Instructions to follow. Work out how many lines of the records hold the string "tracing", and reply with that number alone.

(Provided material begins)

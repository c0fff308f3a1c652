//! 资源 API 错误分类
//!
//! 非 2xx 响应解析服务端结构化错误信息；401/403 或消息命中「session/token + expired/invalid」
//! 时归类为 SessionExpired，由客户端触发一次静默重登录并重试。

use serde_json::Value;
use thiserror::Error;

/// 资源客户端错误（传输、API、会话过期、认证、异步任务超时）
#[derive(Error, Debug)]
pub enum CloudError {
    #[error("transport error: {0}")]
    Transport(#[from] reqwest::Error),

    #[error("API error (HTTP {status}): {message}")]
    Api { status: u16, message: String },

    /// ApiError 的子类：会话失效，驱动重登录路径
    #[error("session expired (HTTP {status}): {message}")]
    SessionExpired { status: u16, message: String },

    #[error("authentication failed: {0}")]
    Auth(String),

    #[error("not logged in: no session and no stored credentials")]
    NotLoggedIn,

    #[error("invalid request: {0}")]
    InvalidRequest(String),

    #[error("invalid response: {0}")]
    InvalidResponse(String),

    #[error("async job did not finish in time: {0}")]
    JobTimeout(String),
}

impl CloudError {
    /// 根据状态码与响应体构造错误；会话失效的判定见 `looks_like_session_expiry`
    pub fn from_response(status: u16, body: &Value) -> Self {
        let message = extract_error_message(body)
            .unwrap_or_else(|| format!("request failed with status {status}"));
        if status == 401 || status == 403 || looks_like_session_expiry(&message) {
            CloudError::SessionExpired { status, message }
        } else {
            CloudError::Api { status, message }
        }
    }

    /// 重试后仍然会话失效时降级为普通 ApiError
    pub fn demote(self) -> Self {
        match self {
            CloudError::SessionExpired { status, message } => CloudError::Api { status, message },
            other => other,
        }
    }

    pub fn is_auth(&self) -> bool {
        matches!(self, CloudError::Auth(_) | CloudError::NotLoggedIn)
    }
}

/// 关键字启发式：同时出现 session/token 与 expired/invalid
pub fn looks_like_session_expiry(message: &str) -> bool {
    let lower = message.to_lowercase();
    let subject = lower.contains("session") || lower.contains("token");
    let state = lower.contains("expired") || lower.contains("invalid");
    subject && state
}

/// 服务端错误体 `{"error": {"code", "description", "details"}}`，兼容 `message` 与纯字符串
pub fn extract_error_message(body: &Value) -> Option<String> {
    let error = body.get("error")?;
    if let Some(s) = error.as_str() {
        return Some(s.to_string());
    }
    let pick = |key: &str| {
        error
            .get(key)
            .and_then(|v| v.as_str())
            .map(str::trim)
            .filter(|s| !s.is_empty())
            .map(String::from)
    };
    match (pick("description"), pick("details")) {
        (Some(desc), Some(details)) if desc != details => Some(format!("{desc}: {details}")),
        (Some(desc), _) => Some(desc),
        (None, Some(details)) => Some(details),
        (None, None) => pick("message").or_else(|| pick("code")),
    }
}
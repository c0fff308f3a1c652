//! 编排引擎：多轮工具调用循环、过程事件、结果截断

pub mod events;
pub mod loop_;
pub mod prompt;
pub mod truncate;

pub use events::{send_event, ChatEvent, EventSender};
pub use loop_::{
    CancelHandle, ChatEngine, EngineSettings, InFlightCall, InFlightRegistry, ABORTED_RESULT,
    DEFAULT_MAX_ROUNDS, DEFAULT_TIME_BUDGET,
};
pub use prompt::DEFAULT_SYSTEM_PROMPT;
pub use truncate::{clip, serialize_clipped};
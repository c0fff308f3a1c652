//! 会话：令牌、静默重登录所需凭据、单飞重登录
//!
//! 同一时刻至多一个有效令牌，重登录时整体替换。并发请求同时发现令牌失效时，
//! 只有第一个真正执行登录；其余在锁上等待，发现令牌已被替换后直接复用。

use std::future::Future;
use std::sync::atomic::{AtomicBool, AtomicU64, Ordering};

use chrono::{DateTime, Utc};
use sha2::{Digest, Sha512};
use tokio::sync::{Mutex, RwLock};

use crate::cloud::CloudError;

/// 登录口令摘要：SHA-512，小写 hex（服务端固定要求，不可协商）
pub fn digest_password(secret: &str) -> String {
    hex::encode(Sha512::digest(secret.as_bytes()))
}

/// 缓存的登录凭据，只保存摘要，不保存明文
#[derive(Clone)]
pub struct Credentials {
    pub account: String,
    pub password_digest: String,
}

impl Credentials {
    pub fn new(account: impl Into<String>, secret: &str) -> Self {
        Self {
            account: account.into(),
            password_digest: digest_password(secret),
        }
    }
}

impl std::fmt::Debug for Credentials {
    fn fmt(&self, f: &mut std::fmt::Formatter<'_>) -> std::fmt::Result {
        f.debug_struct("Credentials")
            .field("account", &self.account)
            .field("password_digest", &"<redacted>")
            .finish()
    }
}

/// 当前有效会话
#[derive(Debug, Clone)]
pub struct SessionInfo {
    pub token: String,
    pub account: String,
    pub established_at: DateTime<Utc>,
}

/// 会话存储：被所有并发资源请求共享
#[derive(Default)]
pub struct SessionStore {
    current: RwLock<Option<SessionInfo>>,
    credentials: RwLock<Option<Credentials>>,
    relogin_lock: Mutex<()>,
    /// 尽力而为的「重登录进行中」标记，仅用于日志
    relogging: AtomicBool,
    relogins: AtomicU64,
}

impl SessionStore {
    pub fn new() -> Self {
        Self::default()
    }

    pub async fn token(&self) -> Option<String> {
        self.current.read().await.as_ref().map(|s| s.token.clone())
    }

    pub async fn credentials(&self) -> Option<Credentials> {
        self.credentials.read().await.clone()
    }

    pub async fn set_credentials(&self, creds: Credentials) {
        *self.credentials.write().await = Some(creds);
    }

    /// 登录成功后整体替换会话
    pub async fn establish(&self, token: String, account: String) -> SessionInfo {
        let info = SessionInfo {
            token,
            account,
            established_at: Utc::now(),
        };
        *self.current.write().await = Some(info.clone());
        info
    }

    pub async fn clear(&self) {
        *self.current.write().await = None;
    }

    /// 登出时一并丢弃凭据，之后不再静默重登录
    pub async fn forget(&self) {
        self.clear().await;
        *self.credentials.write().await = None;
    }

    /// 已完成的重登录次数（不含首次登录）
    pub fn relogin_count(&self) -> u64 {
        self.relogins.load(Ordering::Relaxed)
    }

    /// 单飞重登录：`stale` 为请求失败时使用的令牌；若锁内发现令牌已被他人替换，直接返回新令牌
    pub async fn renew<F, Fut>(&self, stale: Option<&str>, login: F) -> Result<String, CloudError>
    where
        F: FnOnce(Credentials) -> Fut,
        Fut: Future<Output = Result<String, CloudError>>,
    {
        if self.relogging.load(Ordering::Acquire) {
            tracing::debug!("re-login already in progress, waiting");
        }
        let _guard = self.relogin_lock.lock().await;

        if let Some(current) = self.token().await {
            if stale != Some(current.as_str()) {
                return Ok(current);
            }
        }

        let creds = self.credentials().await.ok_or(CloudError::NotLoggedIn)?;
        self.relogging.store(true, Ordering::Release);
        let result = login(creds.clone()).await;
        self.relogging.store(false, Ordering::Release);

        match result {
            Ok(token) => {
                if stale.is_some() {
                    self.relogins.fetch_add(1, Ordering::Relaxed);
                }
                self.establish(token.clone(), creds.account).await;
                Ok(token)
            }
            Err(e) => {
                self.clear().await;
                Err(e)
            }
        }
    }
}
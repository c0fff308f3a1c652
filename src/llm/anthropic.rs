//! Anthropic Messages 协议适配器
//!
//! 流式事件按内容块组织：`content_block_start` 声明块类型（text / thinking / tool_use），
//! `content_block_delta` 推送增量（工具参数为 `input_json_delta` 分片），
//! `content_block_stop` 时该块的工具参数定稿。

use std::time::Duration;

use async_trait::async_trait;
use eventsource_stream::Eventsource;
use reqwest::Response;
use serde::Deserialize;
use serde_json::{json, Value};
use tokio_util::sync::CancellationToken;

use crate::engine::events::{send_event, ChatEvent, EventSender};
use crate::llm::accumulator::ToolCallAccumulator;
use crate::llm::wire::{
    error_body_or_cancel, error_message_from_body, extract_error, http_client,
    is_stream_unsupported, next_or_cancel, send_or_cancel,
};
use crate::llm::{ChatAdapter, ChatRequest, LlmError, LlmTurn, ProviderConfig, ToolDefinition};
use crate::memory::{ToolCall, Turn};

pub const ANTHROPIC_VERSION: &str = "2023-06-01";

/// Anthropic Messages 适配器
#[derive(Clone)]
pub struct AnthropicAdapter {
    http: reqwest::Client,
}

impl AnthropicAdapter {
    /// `timeout` 同时约束建立连接与每次读取（含流式响应中两帧之间的间隔）
    pub fn new(timeout: Duration) -> Self {
        Self {
            http: http_client(timeout),
        }
    }

    async fn run(
        &self,
        provider: &ProviderConfig,
        request: ChatRequest<'_>,
        events: Option<&EventSender>,
        cancel: &CancellationToken,
    ) -> Result<LlmTurn, LlmError> {
        let url = messages_url(&provider.base_url()?);
        let api_key = provider.api_key()?;
        let messages = build_messages(request.turns);
        let tools = build_tools(request.tools);

        let body = request_body(provider, request.system_prompt, &messages, &tools, true);
        let Some(resp) = self.post(&url, api_key, &body, cancel).await? else {
            return Ok(LlmTurn::Aborted);
        };

        let status = resp.status();
        if !status.is_success() {
            let Some(text) = error_body_or_cancel(resp, cancel).await else {
                return Ok(LlmTurn::Aborted);
            };
            let message = error_message_from_body(status, &text);
            if is_stream_unsupported(&message) {
                tracing::info!(error = %message, "streaming rejected, retrying without stream");
                let body = request_body(provider, request.system_prompt, &messages, &tools, false);
                return self.complete_once(&url, api_key, &body, events, cancel).await;
            }
            return Err(LlmError::Provider(message));
        }

        let is_json = resp
            .headers()
            .get(reqwest::header::CONTENT_TYPE)
            .and_then(|v| v.to_str().ok())
            .map(|v| v.starts_with("application/json"))
            .unwrap_or(false);
        if is_json {
            return read_complete(resp, events, cancel).await;
        }
        read_stream(resp, events, cancel).await
    }

    async fn complete_once(
        &self,
        url: &str,
        api_key: Option<&str>,
        body: &Value,
        events: Option<&EventSender>,
        cancel: &CancellationToken,
    ) -> Result<LlmTurn, LlmError> {
        let Some(resp) = self.post(url, api_key, body, cancel).await? else {
            return Ok(LlmTurn::Aborted);
        };
        let status = resp.status();
        if !status.is_success() {
            let Some(text) = error_body_or_cancel(resp, cancel).await else {
                return Ok(LlmTurn::Aborted);
            };
            return Err(LlmError::Provider(error_message_from_body(status, &text)));
        }
        read_complete(resp, events, cancel).await
    }

    async fn post(
        &self,
        url: &str,
        api_key: Option<&str>,
        body: &Value,
        cancel: &CancellationToken,
    ) -> Result<Option<Response>, LlmError> {
        let mut req = self
            .http
            .post(url)
            .header("anthropic-version", ANTHROPIC_VERSION)
            .json(body);
        if let Some(key) = api_key {
            req = req.header("x-api-key", key);
        }
        send_or_cancel(req, cancel).await
    }
}

#[async_trait]
impl ChatAdapter for AnthropicAdapter {
    async fn call(
        &self,
        provider: &ProviderConfig,
        request: ChatRequest<'_>,
        events: Option<&EventSender>,
        cancel: &CancellationToken,
    ) -> LlmTurn {
        self.run(provider, request, events, cancel).await.into()
    }
}
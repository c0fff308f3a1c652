//! 工具层：资源工具定义、分发表与摘要格式化

pub mod describe;
pub mod dispatch;
pub mod kind;

pub use describe::describe;
pub use dispatch::{ToolDispatcher, ToolOutcome};
pub use kind::{definitions, CloudTool};
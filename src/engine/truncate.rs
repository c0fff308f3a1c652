//! 工具结果截断：序列化后按字节预算裁剪，保证写回对话的内容不超过预算

use serde_json::Value;

pub const TRUNCATION_MARKER: &str = "...[truncated]";

/// 序列化并裁剪到 `budget` 字节以内
pub fn serialize_clipped(payload: &Value, budget: usize) -> String {
    let text = serde_json::to_string(payload).unwrap_or_else(|_| "null".to_string());
    clip(&text, budget)
}

/// 超出预算时在字符边界处截断并追加标记；结果长度 ≤ budget
pub fn clip(text: &str, budget: usize) -> String {
    if text.len() <= budget {
        return text.to_string();
    }
    let (keep, marker) = if budget > TRUNCATION_MARKER.len() {
        (budget - TRUNCATION_MARKER.len(), TRUNCATION_MARKER)
    } else {
        (budget, "")
    };
    let mut end = keep;
    while !text.is_char_boundary(end) {
        end -= 1;
    }
    format!("{}{}", &text[..end], marker)
}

(Provided material ends)

Result. 2